[Start of section]

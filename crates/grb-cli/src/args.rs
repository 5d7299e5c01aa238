// SPDX-License-Identifier: MIT OR Apache-2.0

#![forbid(unsafe_code)]

use clap::Args;
use grb_core::{ChannelKey, DETECTOR_LABELS, NUM_DETECTORS, NUM_RANGES, filter_keys};
use grb_online::{FocusDesConfig, SingleCandidatePolicy};
use grb_trigger::{CorruptionPolicy, MuxConfig, Thresholds};

/// Detector settings that override the configuration file.
#[derive(Args, Clone, Debug, Default, PartialEq)]
pub struct DetectorOverrides {
    /// Detection threshold in standard deviations
    #[arg(long)]
    pub threshold: Option<f64>,
    /// DES level smoothing
    #[arg(long)]
    pub alpha: Option<f64>,
    /// DES slope smoothing
    #[arg(long)]
    pub beta: Option<f64>,
    /// Background delay and forecast horizon, in samples
    #[arg(long)]
    pub m: Option<usize>,
    /// Warm-up length, in samples
    #[arg(long)]
    pub sleep: Option<usize>,
    /// Maximum changepoint age rescanned by quality control
    #[arg(long)]
    pub t_max: Option<usize>,
    /// Minimum detectable rate ratio
    #[arg(long)]
    pub mu_min: Option<f64>,
    /// Initial background level
    #[arg(long = "s-0")]
    pub s_0: Option<f64>,
    /// Initial background slope
    #[arg(long = "b-0")]
    pub b_0: Option<f64>,
    /// Report the unrestricted maximum when quality control has nothing to rescan
    #[arg(long)]
    pub qc_report_global_max: bool,
}

impl DetectorOverrides {
    pub fn apply(&self, config: &mut FocusDesConfig) {
        if let Some(threshold) = self.threshold {
            config.threshold = threshold;
        }
        if let Some(alpha) = self.alpha {
            config.alpha = alpha;
        }
        if let Some(beta) = self.beta {
            config.beta = beta;
        }
        if let Some(m) = self.m {
            config.m = m;
        }
        if self.sleep.is_some() {
            config.sleep = self.sleep;
        }
        if self.t_max.is_some() {
            config.t_max = self.t_max;
        }
        if let Some(mu_min) = self.mu_min {
            config.mu_min = mu_min;
        }
        if self.s_0.is_some() {
            config.s_0 = self.s_0;
        }
        if self.b_0.is_some() {
            config.b_0 = self.b_0;
        }
        if self.qc_report_global_max {
            config.single_candidate_qc = SingleCandidatePolicy::ReportGlobalMax;
        }
    }
}

/// Multiplexer settings that override the configuration file.
#[derive(Args, Clone, Debug, Default, PartialEq)]
pub struct MuxOverrides {
    /// Rows skipped after a trigger
    #[arg(long)]
    pub stride: Option<usize>,
    /// Fraction of the table skipped before scanning
    #[arg(long)]
    pub t_start: Option<f64>,
    /// Zero readings tolerated before a channel is reset
    #[arg(long)]
    pub max_consecutive_zeros: Option<usize>,
    /// Reset a channel with a corrupted background instead of aborting
    #[arg(long)]
    pub reset_corrupted: bool,
    /// Step channels in parallel (requires the rayon feature)
    #[arg(long)]
    pub parallel: bool,
    /// Only use these detectors (labels 0-9, a, b)
    #[arg(long, value_delimiter = ',', value_parser = parse_detector_id)]
    pub detectors: Option<Vec<u8>>,
    /// Only use these energy ranges (0-2)
    #[arg(long, value_delimiter = ',', value_parser = parse_range_id)]
    pub ranges: Option<Vec<u8>>,
}

impl MuxOverrides {
    pub fn apply(&self, config: &mut MuxConfig) {
        if let Some(stride) = self.stride {
            config.stride = stride;
        }
        if let Some(t_start) = self.t_start {
            config.t_start = t_start;
        }
        if let Some(max) = self.max_consecutive_zeros {
            config.max_consecutive_zeros = max;
        }
        if self.reset_corrupted {
            config.corruption_policy = CorruptionPolicy::ResetChannel;
        }
        if self.parallel {
            config.parallel = true;
        }
    }

    /// Narrows `thresholds` to the selected detectors and ranges.
    pub fn select(&self, thresholds: Thresholds) -> Thresholds {
        if self.detectors.is_none() && self.ranges.is_none() {
            return thresholds;
        }
        let all_detectors: Vec<u8> = (0..NUM_DETECTORS as u8).collect();
        let detectors = self.detectors.as_deref().unwrap_or(&all_detectors);
        let keys: Vec<ChannelKey> =
            filter_keys(&thresholds.enabled_keys(), detectors, self.ranges.as_deref());
        thresholds.restricted_to(&keys)
    }
}

/// Accepts a detector label (`0`-`9`, `a`, `b`) or its decimal id.
pub fn parse_detector_id(raw: &str) -> Result<u8, String> {
    let raw = raw.trim();
    let mut chars = raw.chars();
    if let (Some(c), None) = (chars.next(), chars.next())
        && let Some(pos) = DETECTOR_LABELS
            .iter()
            .position(|label| *label == c.to_ascii_lowercase())
    {
        return Ok(pos as u8);
    }
    match raw.parse::<u8>() {
        Ok(id) if usize::from(id) < NUM_DETECTORS => Ok(id),
        _ => Err(format!("invalid detector '{raw}'; expected 0-9, a or b")),
    }
}

pub fn parse_range_id(raw: &str) -> Result<u8, String> {
    match raw.trim().parse::<u8>() {
        Ok(id) if usize::from(id) < NUM_RANGES => Ok(id),
        _ => Err(format!("invalid range '{raw}'; expected 0, 1 or 2")),
    }
}
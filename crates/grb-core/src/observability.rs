// SPDX-License-Identifier: MIT OR Apache-2.0

#![forbid(unsafe_code)]

/// Receives scan progress once per processed row.
///
/// Purely informational: implementations must not influence detection.
pub trait ProgressSink: Send + Sync {
    fn on_progress(&self, row: usize, total_rows: usize);
}

/// Percentage of `row` over `total_rows`, clamped to `[0, 100]`.
pub fn progress_percent(row: usize, total_rows: usize) -> f64 {
    if total_rows <= 1 {
        return 100.0;
    }
    (row as f64 / (total_rows - 1) as f64 * 100.0).clamp(0.0, 100.0)
}
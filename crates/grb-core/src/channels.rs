// SPDX-License-Identifier: MIT OR Apache-2.0

#![forbid(unsafe_code)]

use crate::GrbError;
use std::collections::BTreeSet;
use std::fmt;
use std::str::FromStr;

/// Detector labels, in key sort order.
pub const DETECTOR_LABELS: [char; NUM_DETECTORS] =
    ['0', '1', '2', '3', '4', '5', '6', '7', '8', '9', 'a', 'b'];
/// Energy-range labels, in key sort order.
pub const RANGE_LABELS: [char; NUM_RANGES] = ['0', '1', '2'];

pub const NUM_DETECTORS: usize = 12;
pub const NUM_RANGES: usize = 3;
/// Total channel count: every detector observed in every energy range.
pub const NDET: usize = NUM_DETECTORS * NUM_RANGES;

/// One detector channel, `n{detector}_r{range}`.
///
/// Ordering is detector-major, which matches the lexicographic order of the
/// rendered keys (`n0_r0 < n0_r1 < ... < nb_r2`).
#[derive(Clone, Copy, Debug, PartialEq, Eq, PartialOrd, Ord, Hash)]
pub struct ChannelKey {
    detector: u8,
    range: u8,
}

impl ChannelKey {
    pub fn new(detector: u8, range: u8) -> Result<Self, GrbError> {
        if usize::from(detector) >= NUM_DETECTORS {
            return Err(GrbError::invalid_input(format!(
                "detector id must be < {NUM_DETECTORS}; got {detector}"
            )));
        }
        if usize::from(range) >= NUM_RANGES {
            return Err(GrbError::invalid_input(format!(
                "range id must be < {NUM_RANGES}; got {range}"
            )));
        }
        Ok(Self { detector, range })
    }

    /// Key at position `index` of the fixed channel ordering.
    pub fn from_index(index: usize) -> Option<Self> {
        if index >= NDET {
            return None;
        }
        Some(Self {
            detector: (index / NUM_RANGES) as u8,
            range: (index % NUM_RANGES) as u8,
        })
    }

    pub const fn detector(self) -> u8 {
        self.detector
    }

    pub const fn range(self) -> u8 {
        self.range
    }

    /// Position in the fixed channel ordering, also the threshold/column slot.
    pub const fn index(self) -> usize {
        self.detector as usize * NUM_RANGES + self.range as usize
    }
}

impl fmt::Display for ChannelKey {
    fn fmt(&self, f: &mut fmt::Formatter<'_>) -> fmt::Result {
        write!(
            f,
            "n{}_r{}",
            DETECTOR_LABELS[usize::from(self.detector)],
            RANGE_LABELS[usize::from(self.range)]
        )
    }
}

impl FromStr for ChannelKey {
    type Err = GrbError;

    fn from_str(raw: &str) -> Result<Self, Self::Err> {
        let invalid = || {
            GrbError::invalid_input(format!(
                "invalid channel key '{raw}'; expected n<0-9ab>_r<0-2>"
            ))
        };
        let rest = raw.strip_prefix('n').ok_or_else(invalid)?;
        let (det, range) = rest.split_once("_r").ok_or_else(invalid)?;
        let det = single_char(det).ok_or_else(invalid)?;
        let range = single_char(range).ok_or_else(invalid)?;
        let detector = label_position(&DETECTOR_LABELS, det).ok_or_else(invalid)?;
        let range = label_position(&RANGE_LABELS, range).ok_or_else(invalid)?;
        Self::new(detector, range)
    }
}

fn single_char(raw: &str) -> Option<char> {
    let mut chars = raw.chars();
    let c = chars.next()?;
    chars.next().is_none().then_some(c)
}

fn label_position(labels: &[char], label: char) -> Option<u8> {
    let label = label.to_ascii_lowercase();
    labels.iter().position(|c| *c == label).map(|p| p as u8)
}

#[cfg(feature = "serde")]
impl serde::Serialize for ChannelKey {
    fn serialize<S: serde::Serializer>(&self, serializer: S) -> Result<S::Ok, S::Error> {
        serializer.collect_str(self)
    }
}

#[cfg(feature = "serde")]
impl<'de> serde::Deserialize<'de> for ChannelKey {
    fn deserialize<D: serde::Deserializer<'de>>(deserializer: D) -> Result<Self, D::Error> {
        let raw = String::deserialize(deserializer)?;
        raw.parse().map_err(serde::de::Error::custom)
    }
}

/// All channel keys in the fixed sort order.
pub fn all_keys() -> [ChannelKey; NDET] {
    std::array::from_fn(|index| ChannelKey {
        detector: (index / NUM_RANGES) as u8,
        range: (index % NUM_RANGES) as u8,
    })
}

/// Cartesian product `detectors × ranges`, detector-major.
///
/// Ids outside the topology are skipped.
pub fn keys_for(detectors: &[u8], ranges: &[u8]) -> Vec<ChannelKey> {
    detectors
        .iter()
        .flat_map(|&det| ranges.iter().map(move |&range| (det, range)))
        .filter_map(|(det, range)| ChannelKey::new(det, range).ok())
        .collect()
}

/// Restricts `keys` to the requested detectors and ranges.
///
/// Only detectors and ranges that actually occur in `keys` survive, and the
/// result is the full sorted product of the surviving ids. `ranges = None`
/// keeps every range.
pub fn filter_keys(
    keys: &[ChannelKey],
    detectors: &[u8],
    ranges: Option<&[u8]>,
) -> Vec<ChannelKey> {
    let present_detectors: BTreeSet<u8> = keys.iter().map(|k| k.detector).collect();
    let present_ranges: BTreeSet<u8> = keys.iter().map(|k| k.range).collect();

    let wanted_detectors: BTreeSet<u8> = detectors.iter().copied().collect();
    let wanted_ranges: BTreeSet<u8> = match ranges {
        Some(ranges) => ranges.iter().copied().collect(),
        None => (0..NUM_RANGES as u8).collect(),
    };

    let out_detectors: Vec<u8> = present_detectors
        .intersection(&wanted_detectors)
        .copied()
        .collect();
    let out_ranges: Vec<u8> = present_ranges
        .intersection(&wanted_ranges)
        .copied()
        .collect();

    let mut out = keys_for(&out_detectors, &out_ranges);
    out.sort();
    out
}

[End of section]

**Aim of the exercise**
Extract every line from the records above that contains the word "const".

**Response**
pub const DETECTOR_LABELS: [char; NUM_DETECTORS] =
pub const RANGE_LABELS: [char; NUM_RANGES] = ['0', '1', '2'];
pub const NUM_DETECTORS: usize = 12;
pub const NUM_RANGES: usize = 3;
pub const NDET: usize = NUM_DETECTORS * NUM_RANGES;
    pub const fn detector(self) -> u8 {
    pub const fn range(self) -> u8 {
    pub const fn index(self) -> usize {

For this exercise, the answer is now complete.